Information from Love Your Data Week.
Message of the Day
Data quality is the degree to which data meets the purposes and requirements of its use. Depending on the uses, good quality data may refer to complete, accurate, credible, consistent or “good enough” data.
Things to consider
What is data quality and how can we distinguish between good and bad data? How are the issues of data quality being addressed in various disciplines?
- Most straightforward definition of data quality is that data quality is the quality of content (values) in one’s dataset. For example, if a dataset contains names and addresses of customers, all names and addresses have to be recorded (data is complete), they have to correspond to the actual names and addresses (data is accurate), and all records are up-to-date (data is current).
- Most common characteristics of data quality include completeness, validity, consistency, timeliness and accuracy. Additionally, data has to be useful (fit for purpose) and documented and reproducible / verifiable.
- At least four activities impact the quality of data: modeling the world (deciding what to collect and how), collecting or generating data, storage/access, and formating / transformation
- Assessing data quality requires disciplinary knowledge and is time-consuming
- Data quality issues: how to measure, how to track lineage of data (provenance), when data is “good enough”, what happens when data is mixed and triangulated (esp. high quality and low quality data), crowdsourcing for quality
- Data quality is responsibility of both data providers and data curators: data providers ensure the quality of their individual datasets, while curators help the community with consistency, coverage and metadata.
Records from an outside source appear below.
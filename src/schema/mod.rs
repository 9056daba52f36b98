//! Field schema subsystem
//!
//! Declares the two record schemas (courses, rooms) and resolves
//! dataset-qualified query keys against them.
//!
//! # Design Principles
//!
//! - Closed schemas: a record has exactly the declared fields
//! - Two value types only: numeric and textual
//! - One dataset id per query, fixed by the first resolved key

mod resolver;
mod types;

pub use resolver::{qualify, split_key, FieldRef, FieldResolver};
pub use types::{CourseField, Field, FieldType, RoomField, SchemaKind};
//! Grouping and aggregation
//!
//! Records are bucketed by the canonical encoding of their group-field
//! values. Buckets keep first-seen order. The result cap is enforced while
//! buckets accumulate, so an oversized grouping fails before any
//! aggregate is computed.

use std::collections::{HashMap, HashSet};

use rust_decimal::prelude::{FromPrimitive, ToPrimitive};
use rust_decimal::{Decimal, RoundingStrategy};

use crate::dataset::{FieldValue, Record, ResultRow};
use crate::planner::{AggregateOp, AggregateSpec, QueryError, QueryPlan, QueryResult};

use super::filters::record_value;

struct Bucket<'r> {
    key: Vec<&'r FieldValue>,
    members: Vec<&'r Record>,
}

/// Groups filtered records and computes APPLY columns
pub struct GroupAggregator<'p> {
    plan: &'p QueryPlan,
    max_results: usize,
}

impl<'p> GroupAggregator<'p> {
    pub fn new(plan: &'p QueryPlan, max_results: usize) -> Self {
        Self { plan, max_results }
    }

    /// One row per bucket: qualified group fields, then APPLY names.
    pub fn aggregate(&self, records: &[&Record]) -> QueryResult<Vec<ResultRow>> {
        let buckets = self.group(records)?;
        buckets.iter().map(|bucket| self.bucket_row(bucket)).collect()
    }

    fn group<'r>(&self, records: &[&'r Record]) -> QueryResult<Vec<Bucket<'r>>> {
        let mut index: HashMap<String, usize> = HashMap::new();
        let mut buckets: Vec<Bucket<'r>> = Vec::new();
        let mut canonical = String::new();

        for &record in records {
            canonical.clear();
            let mut key = Vec::with_capacity(self.plan.group.len());
            for field in &self.plan.group {
                let value = record_value(record, field)?;
                value.write_canonical(&mut canonical);
                key.push(value);
            }

            if let Some(&slot) = index.get(&canonical) {
                buckets[slot].members.push(record);
                continue;
            }

            if buckets.len() >= self.max_results {
                return Err(QueryError::result_too_large(self.max_results));
            }
            index.insert(canonical.clone(), buckets.len());
            buckets.push(Bucket {
                key,
                members: vec![record],
            });
        }

        Ok(buckets)
    }

    fn bucket_row(&self, bucket: &Bucket<'_>) -> QueryResult<ResultRow> {
        let mut row = ResultRow::with_capacity(bucket.key.len() + self.plan.aggregates.len());
        for (field, value) in self.plan.group.iter().zip(&bucket.key) {
            row.push(field.key(), (*value).clone());
        }
        for spec in &self.plan.aggregates {
            row.push(spec.name.clone(), Self::compute(spec, &bucket.members)?);
        }
        Ok(row)
    }

    fn compute(spec: &AggregateSpec, members: &[&Record]) -> QueryResult<FieldValue> {
        let result = match spec.op {
            AggregateOp::Count => return Self::count_distinct(spec, members),
            AggregateOp::Max => Self::numbers(spec, members)?
                .into_iter()
                .fold(f64::NEG_INFINITY, f64::max),
            AggregateOp::Min => Self::numbers(spec, members)?
                .into_iter()
                .fold(f64::INFINITY, f64::min),
            AggregateOp::Sum => Self::numbers(spec, members)?.into_iter().sum(),
            AggregateOp::Avg => average(&Self::numbers(spec, members)?).ok_or_else(|| {
                QueryError::invalid_field(
                    &spec.name,
                    format!("AVG of '{}' is not representable", spec.target.key()),
                )
            })?,
        };

        Ok(FieldValue::Number(result))
    }

    /// COUNT is the number of distinct values, not rows
    fn count_distinct(spec: &AggregateSpec, members: &[&Record]) -> QueryResult<FieldValue> {
        let mut seen = HashSet::new();
        let mut canonical = String::new();
        for record in members {
            canonical.clear();
            record_value(record, &spec.target)?.write_canonical(&mut canonical);
            if !seen.contains(&canonical) {
                seen.insert(canonical.clone());
            }
        }
        Ok(FieldValue::Number(seen.len() as f64))
    }

    fn numbers(spec: &AggregateSpec, members: &[&Record]) -> QueryResult<Vec<f64>> {
        members
            .iter()
            .map(|record| {
                record_value(record, &spec.target)?
                    .as_number()
                    .ok_or_else(|| {
                        QueryError::invalid_field(
                            &spec.name,
                            format!("Can not perform {} on '{}'", spec.op, spec.target.key()),
                        )
                    })
            })
            .collect()
    }
}

/// Decimal mean rounded half away from zero to 2 places.
fn average(values: &[f64]) -> Option<f64> {
    if values.is_empty() {
        return None;
    }

    let mut sum = Decimal::ZERO;
    for value in values {
        sum = sum.checked_add(Decimal::from_f64(*value)?)?;
    }

    let mean = sum.checked_div(Decimal::from(values.len()))?;
    mean.round_dp_with_strategy(2, RoundingStrategy::MidpointAwayFromZero)
        .to_f64()
}
//! JSON I/O handling for CLI
//!
//! - Input: single JSON document from a file or one line of stdin
//! - Output: single JSON object via stdout
//! - Logs go to stderr, so stdout stays pure JSON

use std::fs;
use std::io::{self, BufRead, Write};
use std::path::Path;

use serde::de::DeserializeOwned;
use serde_json::Value;

use super::errors::{CliError, CliResult};

/// Read a JSON request from one line of stdin
pub fn read_request() -> CliResult<Value> {
    let stdin = io::stdin();
    let mut line = String::new();

    stdin.lock().read_line(&mut line)?;

    if line.trim().is_empty() {
        return Err(CliError::io_error("Empty input"));
    }

    let value: Value = serde_json::from_str(&line)?;
    Ok(value)
}

/// Read and deserialize a JSON file
pub fn read_json_file<T: DeserializeOwned>(path: &Path) -> CliResult<T> {
    let content = fs::read_to_string(path).map_err(|e| {
        CliError::io_error(format!("Failed to read {}: {}", path.display(), e))
    })?;
    Ok(serde_json::from_str(&content)?)
}

/// Write a success response to stdout
pub fn write_response(data: Value) -> CliResult<()> {
    let response = serde_json::json!({
        "status": "ok",
        "data": data
    });

    write_line(&response)
}

/// Write an error response to stdout
pub fn write_error(code: &str, message: &str) -> CliResult<()> {
    let response = serde_json::json!({
        "status": "error",
        "code": code,
        "message": message
    });

    write_line(&response)
}

fn write_line(response: &Value) -> CliResult<()> {
    let mut stdout = io::stdout();
    serde_json::to_writer(&mut stdout, response)?;
    writeln!(stdout)?;
    stdout.flush()?;

    Ok(())
}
“Care and Quality are internal and external aspects of the same thing. A person who sees Quality and feels it as he works is a person who cares. A person who cares about what he sees and does is a person who’s bound to have some characteristic of quality.”
― Robert M. Pirsig, Zen and the Art of Motorcycle Maintenance: An Inquiry Into Values
Stories
- Bad Data Costs the U.S. $3 Trillion Per Year https://hbr.org/2016/09/bad-data-costs-the-u-s-3-trillion-per-year
- Data Quality and Curation http://datascience.codata.org/articles/abstract/10.2481/dsj.GRDI-011/
- Good data are not enough http://www.nature.com/news/good-data-are-not-enough-1.20906
Resources
- Bad data issues guide https://github.com/Quartz/bad-data-guide
- Examples of how not to prepare or provide data http://okfnlabs.org/bad-data/
- Data quality assessment (provides a table of various quality dimensions and their definitions): Pipino, L. L., Lee, Y. W., & Wang, R. Y. (2002). Data quality assessment. Communications of the ACM, 45(4), 211. http://doi.org/10.1145/505248.506010
- Procedures for improved quality and reliablity of documentation in water sample data http://www.go-ship.org/Manual/Swift_DataEval.pdf
- How Do We Define Clinical Trial Data Quality if No Guidelines Exist? http://www.appliedclinicaltrialsonline.com/how-do-we-define-clinical-trial-data-quality-if-no-guidelines-exist
- CDISC (Clinical Data Interchange Standards Consortium) Standards: https://www.cdisc.org/standards
Activities
- Show your most recent dataset (or part of it) to your colleague and ask their opinion of its quality (exchanging datasets with a colleague makes this activity more fun).
- Use criteria for good data (e.g., completeness, accuracy, fitness for use, documentation) to assess where your data stands.
- Discuss your approaches to data collection and measures you took / could take to ensure integrity and completeness of your data.
- Discuss steps to address missing or incomplete data in the context of your research. Does it matter? How much missing data affects validity, reliability or trustworthiness of your conclusions?
- Check out the Calling Bullshit Syllabus (e.g., Food Stamp Fraud or the Musician Mortality Case Study) What can we learn about data quality from these stories?